Result: ASU wins, 42-21.
Average Case Scenario: A Back-and-Forth Cup
Coach Edwards won’t like to hear this, but the past six Territorial Cups have been shootouts. A combined 483 points were scored, and the winner had to exceed 50 points three times.
In this game, the marks are no different. Both the Wildcats and the Sun Devils run the score to the 40s as both offenses’ rushing attacks trade shots like it’s a heavyweight title fight.
Remember this week’s Monday Night Football slugfest between the Rams and Chiefs? For as much scoring that game brought, Saturday’s Territorial Cup similarly comes down to defense.
Here’s the breakdown.
The Sun Devils, down six, need a score in the final five minutes. On a fourth down call, Wilkins completes a screen pass to Harry, who scampers by four defenders and rushes to endzone, giving the Sun Devils the lead with less than three minutes on the clock.

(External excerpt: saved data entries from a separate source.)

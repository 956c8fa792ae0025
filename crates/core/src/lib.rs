pub mod auth;
pub mod domain;
pub mod gateway;
pub mod image;
pub mod llm;
pub mod pipeline;

pub mod config {
    use anyhow::Context;

    #[derive(Debug, Clone)]
    pub struct Settings {
        pub gemini_api_key: Option<String>,
        pub tracker_service_url: Option<String>,
        pub news_service_url: Option<String>,
        pub news_api_key: Option<String>,
        pub openrouter_api_key: Option<String>,
        pub auth_jwt_secret: Option<String>,
        pub sentry_dsn: Option<String>,
    }

    impl Settings {
        pub fn from_env() -> anyhow::Result<Self> {
            Ok(Self {
                gemini_api_key: std::env::var("GEMINI_API_KEY").ok(),
                tracker_service_url: std::env::var("TRACKER_SERVICE_URL").ok(),
                news_service_url: std::env::var("NEWS_SERVICE_URL").ok(),
                news_api_key: std::env::var("NEWS_API_KEY").ok(),
                openrouter_api_key: std::env::var("OPENROUTER_API_KEY").ok(),
                auth_jwt_secret: std::env::var("AUTH_JWT_SECRET").ok(),
                sentry_dsn: std::env::var("SENTRY_DSN").ok(),
            })
        }

        pub fn require_gemini_api_key(&self) -> anyhow::Result<&str> {
            self.gemini_api_key
                .as_deref()
                .context("GEMINI_API_KEY is required")
        }

        pub fn require_tracker_service_url(&self) -> anyhow::Result<&str> {
            self.tracker_service_url
                .as_deref()
                .context("TRACKER_SERVICE_URL is required")
        }

        pub fn require_news_service_url(&self) -> anyhow::Result<&str> {
            self.news_service_url
                .as_deref()
                .context("NEWS_SERVICE_URL is required")
        }
    }
}
use crate::llm::Provider;
use std::fmt;

/// A failed provider call, keeping the raw output around for diagnostics.
#[derive(Debug, Clone)]
pub struct LlmCallError {
    pub provider: Provider,
    pub stage: &'static str,
    pub detail: String,
    pub raw_output: Option<String>,
}

impl fmt::Display for LlmCallError {
    fn fmt(&self, f: &mut fmt::Formatter<'_>) -> fmt::Result {
        write!(
            f,
            "LLM error (provider={:?}, stage={}): {}",
            self.provider, self.stage, self.detail
        )
    }
}

impl std::error::Error for LlmCallError {}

With added pressure, Gonzales’ unit delivers, forcing the Wildcats to go three-and-out. The Sun Devils have the ball back, and it looks like they can run out the clock with a first down.
However, Rob Likens‘ and Edwards’ clock management becomes questionable. They call pass plays on first and second down that lead to incompletions. Benjamin can’t extend the drive on third down, and all of a sudden, Arizona has the ball with two timeouts and a chance to win.
While frustration breaks loose in fans’ minds, they turn to the field and see Jalen Harvey making the play of the game – an interception at midfield that suddenly seals a Sun Devil victory.
A win is a win, but things could’ve easily went worse at the end of the game. The Territorial Cup is back, however, and that should do for everybody.
Result: ASU wins, 49-48.
Worst Case Scenario: A Tragic End
For the fifth consecutive year, the Territorial Cup switches hands, as the Wildcats defeat the Sun Devils by one score to add further insult to ASU’s season woes.
For much of the game, the Sun Devils are behind. An opening touchdown from Benjamin provides early momentum, but the Wildcats quickly respond with a score and a forced turnover to create a 14-point swing.
Now behind, ASU inches closer with field goals and occasional defensive stops, but they’re never able to break through. Every big play the Sun Devils make is negated by a larger answer from Arizona, who consistently maintains 7-to-10 point cushion entering the fourth quarter.
There, the Sun Devils finally tie the game, as Harry beats a defender in man coverage to amplify the game’s drama. ASU’s defense, however, can’t answer once more, as Tate unexpectedly breaks his legs loose for a 50+ yard score to put Arizona back in front.
Undeterred, the Sun Devils strike again, as Benjamin punches in a long score on a three-play drive to tie the score again with less than a minute to go. With Arizona having no timeouts, it looks like the game is headed to overtime.
Except it isn’t.
The crowd noise causes some miscommunication on ASU’s defensive front, and while the group is out of sorts, Taylor gets a carry and takes the ball all the way to the house, shocking the Sun Devils as time expires.
This might be the worst way to ever lose a football game. While recency makes blame easy to deflect, the fact is the Sun Devils were again victimized by their own mistakes. Yes, late-game mishaps happened, but like last week, plenty more opportunities rose to win the game.
Result: Arizona wins, 39-33.
With six of ASU’s losses all coming by one score, this season’s reflection grows even more disappointing. Maybe a victory in the bowl game could refund some joy.